Cuts to DOC can't put prison workers at risk


Proper staffing levels are critical to ensuring staff and inmates at the Washington State Penitentiary are safe.

The fiscal crisis that's hit Washington state government has been rough for state employees. Jobs have been lost, pay frozen and costs for medical benefits have increased.

The public, too, is feeling the financial pinch as services are being reduced or eliminated.

But the impact of budget cuts for those who work at state prisons is far more serious. It's literally a matter of life and death.

The Washington State Penitentiary and other state institutions must have an adequate number of trained staff on duty at all times to ensure the inmates and staff members are safe. Prisons are full of very dangerous people. They have already demonstrated they are capable of assault -- and murder.

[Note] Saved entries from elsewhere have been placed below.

// SPDX-License-Identifier: MIT OR Apache-2.0

//! Per-association tracking records and the shared handles the index and
//! the external flow table hold onto.

use core::sync::atomic::{AtomicU64, Ordering};
use std::sync::Arc;

use parking_lot::Mutex;

use crate::index::VtagKey;
use crate::state::{AssocState, Direction};

static NEXT_RECORD_ID: AtomicU64 = AtomicU64::new(1);

/// One tracked SCTP association.
///
/// A direction's verification tag and its index key are bound and unbound
/// together: `vtag[d]` is set if and only if `index_key[d]` is, so a record
/// is reachable through the index exactly while at least one direction is
/// bound.
#[derive(Clone, Debug)]
pub struct Association {
    state: AssocState,
    vtag: [Option<u32>; 2],
    index_key: [Option<VtagKey>; 2],
    crossed: bool,
    from_heartbeat: bool,
}

impl Association {
    pub fn new(state: AssocState) -> Self {
        Association {
            state,
            vtag: [None, None],
            index_key: [None, None],
            crossed: false,
            from_heartbeat: false,
        }
    }

    /// A record created for heartbeat traffic with no observable handshake.
    pub fn new_from_heartbeat() -> Self {
        let mut assoc = Association::new(AssocState::Established);
        assoc.from_heartbeat = true;
        assoc
    }

    #[inline]
    pub fn state(&self) -> AssocState {
        self.state
    }

    #[inline]
    pub(crate) fn set_state(&mut self, state: AssocState) {
        self.state = state;
    }

    /// The verification tag announced by endpoint `dir`, if known. Packets
    /// addressed to that endpoint carry it in the common header.
    #[inline]
    pub fn vtag(&self, dir: Direction) -> Option<u32> {
        self.vtag[dir.index()]
    }

    #[inline]
    pub fn index_key(&self, dir: Direction) -> Option<&VtagKey> {
        self.index_key[dir.index()].as_ref()
    }

    /// True while any direction is still indexed.
    #[inline]
    pub fn is_indexed(&self) -> bool {
        self.index_key.iter().any(Option::is_some)
    }

    /// Binds a direction's tag together with the index key it was inserted
    /// under.
    pub(crate) fn bind(&mut self, dir: Direction, tag: u32, key: VtagKey) {
        self.vtag[dir.index()] = Some(tag);
        self.index_key[dir.index()] = Some(key);
    }

    /// Clears a direction's binding, handing back the key that must be
    /// removed from the index. `None` if the direction was never bound (or
    /// a racing destroy got here first).
    pub(crate) fn unbind(&mut self, dir: Direction) -> Option<VtagKey> {
        self.vtag[dir.index()] = None;
        self.index_key[dir.index()].take()
    }

    #[inline]
    pub fn crossed(&self) -> bool {
        self.crossed
    }

    /// Marks the record as superseded by a restart. Never reset.
    #[inline]
    pub(crate) fn set_crossed(&mut self) {
        self.crossed = true;
    }

    #[inline]
    pub fn from_heartbeat(&self) -> bool {
        self.from_heartbeat
    }
}

/// The shared portion of a record: the index and any in-flight packet
/// workers hold clones of the same `Arc`, so a record is deallocated only
/// after the last holder lets go, no matter how lookups and removals
/// interleave.
#[derive(Debug)]
pub struct AssocShared {
    id: u64,
    inner: Mutex<Association>,
}

/// Reference-counted handle to a tracked association.
pub type AssocHandle = Arc<AssocShared>;

impl AssocShared {
    pub fn new(assoc: Association) -> AssocHandle {
        Arc::new(AssocShared {
            id: NEXT_RECORD_ID.fetch_add(1, Ordering::Relaxed),
            inner: Mutex::new(assoc),
        })
    }

    /// Process-unique record id, for logging and debugging.
    #[inline]
    pub fn id(&self) -> u64 {
        self.id
    }

    /// Locks the record for exclusive mutation.
    #[inline]
    pub fn lock(&self) -> parking_lot::MutexGuard<'_, Association> {
        self.inner.lock()
    }
}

Yet, cuts have to be made to corrections. Prisons are one of the biggest expenses in state government. When the state starts looking to save billions of dollars it just makes sense to go where the money is being spent. Cuts have already been made at the Department of Corrections and more are on the way.

Those who work inside the prison walls are concerned.

This week a forum was held in Walla Walla where DOC employees had an opportunity to offer their views on the cuts. Sen. Mike Hewitt, Rep. Terry Nealey and Rep. Maureen Walsh were in attendance.

Officers talked about a recent fight that escalated resulting in the institution being locked down.

"Had we had one more fight, we would have lost control," Officer Scott Nettles said. "What's going to happen when somebody dies? Cameras don't cut it, we need bodies on the ground ... We don't have enough bodies to watch the inmates we have now."

Corrections Sgt. Dennis Bendixsen agreed, "The point is, we're circling the drain. There's a lot of people who are going to be hurt due to staff cuts. There's a lot of brave people here. I would like everyone to go home in one piece.

"These events are significant. When the (Department of Corrections) is going to do something about it is when blood is running out from under the door."

About 30 years ago blood was often spilled at the penitentiary. Inmates murdered inmates and the staff was not safe. Officers, too, were killed.

It took years for the state to take control of the penitentiary. It required proper training and proper staffing.

Do we, as a state, want to go backwards? Are we willing to accept the loss of lives?

Unfortunately, there are no easy choices. The state has to reduce spending (or raises taxes) to balance the budget. State employees are going to continue to feel the financial pain. Some are going to lose their jobs.

The economic discomfort is tolerable. Putting state workers at risk of injury or death is simply not.

Steps must be taken to ensure prison workers are not put at risk to save a dollar.